Last Thursday — Thanksgiving — I missed any stories on JFK’s assassination anniversary, and even I don’t pay much attention any more to it.
However, it’s still the Biggest single event for Baby-Boomers.
Anyway, no one was paying attention to the Latinos — we were all looking at the blonde in the red dress.
Now, if she’d been more the likes of a Jennifer Lopez or a Sofía Vergara, maybe plugged-up assholes would have taken more notice.

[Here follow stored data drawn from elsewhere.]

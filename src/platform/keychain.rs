// Keyguard — Platform credential store capability
//
// Keyed put/get/delete with an attached access-control descriptor. A query
// can run with UI suppressed, in which case an item that would need
// interaction reports `InteractionNotAllowed` instead of prompting.

use zeroize::Zeroizing;

use super::access::{AccessControl, AuthContext};
use super::KeychainError;

/// Whether the keychain may present authentication UI while serving a query.
#[derive(Debug, Clone, Copy, PartialEq, Eq)]
pub enum UiMode {
    Allow,
    Fail,
}

/// A new generic-password item.
pub struct NewItem<'a> {
    pub key: &'a str,
    pub data: &'a [u8],
    pub access: AccessControl,
    /// Carries the application password for `AccessControl::ApplicationPassword`.
    pub context: Option<&'a AuthContext>,
}

/// Lookup of a single item.
#[derive(Debug)]
pub struct ItemQuery<'a> {
    pub key: &'a str,
    pub context: Option<&'a AuthContext>,
    pub ui: UiMode,
    /// Reason shown if the keychain prompts.
    pub prompt: Option<&'a str>,
    /// When false the item's data is not returned; only its status.
    pub return_data: bool,
}

impl<'a> ItemQuery<'a> {
    /// Status-only probe that never prompts.
    pub fn probe(key: &'a str) -> Self {
        Self {
            key,
            context: None,
            ui: UiMode::Fail,
            prompt: None,
            return_data: false,
        }
    }
}

/// Abstraction over the platform credential store, enabling the OS keyring
/// backend and an in-memory backend for tests.
pub trait PlatformKeychain: Send + Sync {
    /// Add an item. Fails with `DuplicateItem` if the key is taken.
    fn add(&self, item: NewItem<'_>) -> Result<(), KeychainError>;

    /// Add or overwrite an item. The new item's access control is sealed
    /// before anything is written; if sealing fails the existing item is
    /// left untouched.
    fn replace(&self, item: NewItem<'_>) -> Result<(), KeychainError>;

    /// Evaluate the item's access control and return its data.
    /// The returned buffer is empty when `return_data` is false.
    fn copy_matching(&self, query: &ItemQuery<'_>) -> Result<Zeroizing<Vec<u8>>, KeychainError>;

    /// Delete an item. Fails with `ItemNotFound` if absent.
    fn delete(&self, key: &str) -> Result<(), KeychainError>;
}
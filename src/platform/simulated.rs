// Keyguard — Simulated authentication subsystem
//
// Scriptable `AuthSubsystem` for tests and in-process demos. Availability,
// enrollment and the answer to each kind of challenge are set by the caller;
// every challenge presented is recorded so tests can assert on ordering.

use std::sync::{Mutex, MutexGuard};

use super::auth::{
    AuthFailure, AuthPolicy, AuthSubsystem, BiometryAvailability, EnrollmentStamp,
};

/// Failed biometric matches tolerated before lockout.
pub const MAX_FAILED_BIOMETRIC_ATTEMPTS: u32 = 5;

struct SimState {
    enrolled: bool,
    disabled: bool,
    locked: bool,
    enrollment_generation: u64,
    failed_attempts: u32,
    biometric_reply: Result<(), AuthFailure>,
    passcode_reply: Result<(), AuthFailure>,
    password_reply: Result<String, AuthFailure>,
    prompts: Vec<AuthPolicy>,
}

pub struct SimulatedAuthenticator {
    state: Mutex<SimState>,
}

impl SimulatedAuthenticator {
    /// Enrolled, available, and every challenge succeeds.
    pub fn new() -> Self {
        Self {
            state: Mutex::new(SimState {
                enrolled: true,
                disabled: false,
                locked: false,
                enrollment_generation: 1,
                failed_attempts: 0,
                biometric_reply: Ok(()),
                passcode_reply: Ok(()),
                password_reply: Err(AuthFailure::Canceled),
                prompts: Vec::new(),
            }),
        }
    }

    // Poisoning only happens if a test panicked mid-call; recover the state.
    fn state(&self) -> MutexGuard<'_, SimState> {
        self.state.lock().unwrap_or_else(|poisoned| poisoned.into_inner())
    }

    /// Force the availability the subsystem reports.
    pub fn set_availability(&self, availability: BiometryAvailability) {
        let mut s = self.state();
        match availability {
            BiometryAvailability::Available => {
                s.enrolled = true;
                s.disabled = false;
                s.locked = false;
            }
            BiometryAvailability::TemporarilyLocked => {
                s.enrolled = true;
                s.disabled = false;
                s.locked = true;
            }
            BiometryAvailability::Unavailable => {
                s.disabled = true;
            }
        }
    }

    /// Simulate the user adding or removing a fingerprint/face.
    pub fn re_enroll(&self) {
        let mut s = self.state();
        s.enrolled = true;
        s.enrollment_generation += 1;
    }

    pub fn set_biometric_reply(&self, reply: Result<(), AuthFailure>) {
        self.state().biometric_reply = reply;
    }

    pub fn set_passcode_reply(&self, reply: Result<(), AuthFailure>) {
        self.state().passcode_reply = reply;
    }

    /// What the user "types" when the keychain prompts for a password.
    pub fn set_password_reply(&self, reply: Result<String, AuthFailure>) {
        self.state().password_reply = reply;
    }

    /// Every challenge presented so far, in order.
    pub fn prompts(&self) -> Vec<AuthPolicy> {
        self.state().prompts.clone()
    }

    fn availability(s: &SimState) -> BiometryAvailability {
        if !s.enrolled || s.disabled {
            BiometryAvailability::Unavailable
        } else if s.locked {
            BiometryAvailability::TemporarilyLocked
        } else {
            BiometryAvailability::Available
        }
    }
}

impl Default for SimulatedAuthenticator {
    fn default() -> Self {
        Self::new()
    }
}

impl AuthSubsystem for SimulatedAuthenticator {
    fn biometry_state(&self) -> BiometryAvailability {
        Self::availability(&self.state())
    }

    fn enrollment(&self) -> Option<EnrollmentStamp> {
        let s = self.state();
        if !s.enrolled || s.disabled {
            return None;
        }
        Some(EnrollmentStamp::from_domain_state(
            &s.enrollment_generation.to_le_bytes(),
        ))
    }

    fn evaluate(&self, policy: AuthPolicy, reason: &str) -> Result<(), AuthFailure> {
        let mut s = self.state();
        s.prompts.push(policy);
        tracing::debug!(?policy, reason, "Simulated challenge presented");

        match policy {
            AuthPolicy::DeviceOwner => {
                let reply = s.passcode_reply.clone();
                if reply.is_ok() {
                    s.locked = false;
                    s.failed_attempts = 0;
                }
                reply
            }
            AuthPolicy::Biometrics => match Self::availability(&s) {
                BiometryAvailability::Unavailable => Err(AuthFailure::NotEnrolled),
                BiometryAvailability::TemporarilyLocked => Err(AuthFailure::Lockout),
                BiometryAvailability::Available => {
                    let reply = s.biometric_reply.clone();
                    match reply {
                        Ok(()) => s.failed_attempts = 0,
                        Err(AuthFailure::Failed) => {
                            s.failed_attempts += 1;
                            if s.failed_attempts >= MAX_FAILED_BIOMETRIC_ATTEMPTS {
                                s.locked = true;
                            }
                        }
                        Err(_) => {}
                    }
                    reply
                }
            },
            AuthPolicy::ApplicationPassword => s.password_reply.clone().map(|_| ()),
        }
    }

    fn prompt_password(&self, reason: &str) -> Result<String, AuthFailure> {
        let mut s = self.state();
        s.prompts.push(AuthPolicy::ApplicationPassword);
        tracing::debug!(reason, "Simulated password prompt presented");
        s.password_reply.clone()
    }
}

#[cfg(test)]
mod tests {
    use super::*;

    #[test]
    fn test_default_is_available_and_enrolled() {
        let auth = SimulatedAuthenticator::new();
        assert_eq!(auth.biometry_state(), BiometryAvailability::Available);
        assert!(auth.enrollment().is_some());
    }

    #[test]
    fn test_repeated_failures_lock_biometry() {
        let auth = SimulatedAuthenticator::new();
        auth.set_biometric_reply(Err(AuthFailure::Failed));
        for _ in 0..MAX_FAILED_BIOMETRIC_ATTEMPTS {
            let _ = auth.evaluate(AuthPolicy::Biometrics, "test");
        }
        assert_eq!(auth.biometry_state(), BiometryAvailability::TemporarilyLocked);
        assert_eq!(
            auth.evaluate(AuthPolicy::Biometrics, "test"),
            Err(AuthFailure::Lockout)
        );
    }

    #[test]
    fn test_passcode_clears_lockout() {
        let auth = SimulatedAuthenticator::new();
        auth.set_availability(BiometryAvailability::TemporarilyLocked);
        auth.evaluate(AuthPolicy::DeviceOwner, "unlock").unwrap();
        assert_eq!(auth.biometry_state(), BiometryAvailability::Available);
    }

    #[test]
    fn test_unavailable_has_no_enrollment() {
        let auth = SimulatedAuthenticator::new();
        auth.set_availability(BiometryAvailability::Unavailable);
        assert!(auth.enrollment().is_none());
        assert_eq!(
            auth.evaluate(AuthPolicy::Biometrics, "x"),
            Err(AuthFailure::NotEnrolled)
        );
    }

    #[test]
    fn test_re_enroll_changes_stamp() {
        let auth = SimulatedAuthenticator::new();
        let before = auth.enrollment().unwrap();
        auth.re_enroll();
        assert_ne!(before, auth.enrollment().unwrap());
    }
}
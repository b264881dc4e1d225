// Keyguard — Demo flows
//
// The three sample screens as plain async operations: password-gated
// entries, biometry-gated entries, and keys held by the key facility.
// Every operation returns the status line to show; failures end up in that
// line and never abort the caller. Blocking work goes through
// `dispatch::run_blocking` and state is only touched after it completes.

mod biometry;
mod password;
mod secured_key;

pub use biometry::BiometryDemo;
pub use password::PasswordDemo;
pub use secured_key::SecuredKeyDemo;

use crate::gate::AuthorizationOutcome;
use crate::store::StoreError;

/// Prompt shown for the sample entries.
pub const ACCESS_REASON: &str = "Access sample keychain entry";

/// Status line before anything has happened.
pub const IDLE_STATUS: &str = "---";

fn describe_outcome(outcome: &AuthorizationOutcome) -> String {
    match outcome {
        AuthorizationOutcome::Authorized(_) => "authorized".to_string(),
        AuthorizationOutcome::Declined(reason) => reason.clone(),
        AuthorizationOutcome::Unavailable => "biometry not available".to_string(),
    }
}

/// Platform failures keep the OSStatus form, e.g. `osstatus=-50`.
fn creation_failed(error: &StoreError) -> String {
    match error {
        StoreError::Platform { code, .. } => format!("Entry creation failed, osstatus={}", code),
        other => format!("Entry creation failed: {}", other),
    }
}

/// Uppercase hex bytes separated by spaces, e.g. `48 65 6C`.
pub fn hex_label(bytes: &[u8]) -> String {
    let encoded = hex::encode_upper(bytes);
    let mut out = String::with_capacity(encoded.len() + bytes.len());
    for (i, pair) in encoded.as_bytes().chunks(2).enumerate() {
        if i > 0 {
            out.push(' ');
        }
        out.push_str(&String::from_utf8_lossy(pair));
    }
    out
}
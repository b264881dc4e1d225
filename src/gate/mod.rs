// Keyguard — Gate Module
//
// Authentication gating in front of the secret store: availability checks,
// lockout recovery, and single-use authorization handles.

mod gatekeeper;
mod handle;

pub use gatekeeper::AuthenticationGate;
pub use handle::{AuthorizationHandle, AuthorizationOutcome, PolicyKind};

Beyond the two anniversary stories, another history-related topic popped up from the Washington Post and an op/ed on time and sleep by Till Roenneberg, a professor of chronobiology and medical psychology at the Ludwig-Maximilians University in Munich, and author of “Internal Time: Chronotypes, Social Jet Lag, and Why You’re So Tired.”
Cutting through the myths of how much sleep do people need, Roenneberg sums it up in this planet’s two only time zones — light and dark.
Money quote:

Exercising may contribute to falling asleep earlier, and it certainly helps us sleep soundly through the night.
But it’s light, not physical activity, that proves the German proverb “Fresh air makes you tired.”
Exercise often means being outside and getting more light — on average, 1,000 times more than indoor levels. Exposure to sunlight synchronizes our body clocks with daylight.
Sleep is not only regulated by the body clock, but also by how long we were awake (also known as the buildup of “sleep pressure”).
But not all waking hours are equal.
We’ll get more tired skiing, for example, than sitting at a desk sending e-mail.
This is one reason we sometimes lie awake at the end of a long day at the office despite utter exhaustion.

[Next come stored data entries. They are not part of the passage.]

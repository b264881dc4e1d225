// Keyguard — Application Entry Point
//
// Parses CLI arguments, initializes structured logging (with a filter that
// never emits secret values), and dispatches to the command handler.

use clap::Parser;
use tracing_subscriber::EnvFilter;

use keyguard::cli::{execute, Cli};

#[tokio::main]
async fn main() {
    // RUST_LOG=keyguard=debug for verbose output. The default level is
    // `info`, which never includes secret values.
    tracing_subscriber::fmt()
        .with_env_filter(
            EnvFilter::try_from_default_env().unwrap_or_else(|_| EnvFilter::new("keyguard=info")),
        )
        .with_target(false)
        .with_writer(std::io::stderr)
        .init();

    let cli = Cli::parse();

    if let Err(e) = execute(cli).await {
        eprintln!("Error: {}", e);
        std::process::exit(1);
    }
}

Most my adult working life has been what’s called ‘shift work,’ where the place where your job be located has different hours than say, a bank, or Monday-thru-Friday office job. My first newspaper job was as police reporter, 4 p.m. to 1 a.m., with Sundays and Mondays off (and in Montgomery, Alabama in the mid-1970s, it was shitsville), and nearly all food service work.
Pre-sleep, always, post-sleep never.

And can’t resist this little nut from the Santa Rosa, CA Press Democrat:

A woman was taken by ambulance to a hospital Saturday afternoon after being run over by her own vehicle, according to emergency crews.
The woman, who was not named late Saturday, was reportedly in a driveway in Monte Rio at about 1 p.m. when she realized the parking brake was not activated.
While trying to secure the brake, the woman was run over on her midsection, according to Monte Rio and Russian River fire crews.
She was taken by ambulance to an area near Summer Bridge in Monte Rio where a helicopter was able to land and pick her up.
The extent of her injuries was not known late Saturday.

Always allow time to get enough sleep, and to correctly set the parking brake — if you don’t get enough of the former, the latter might make you post-history.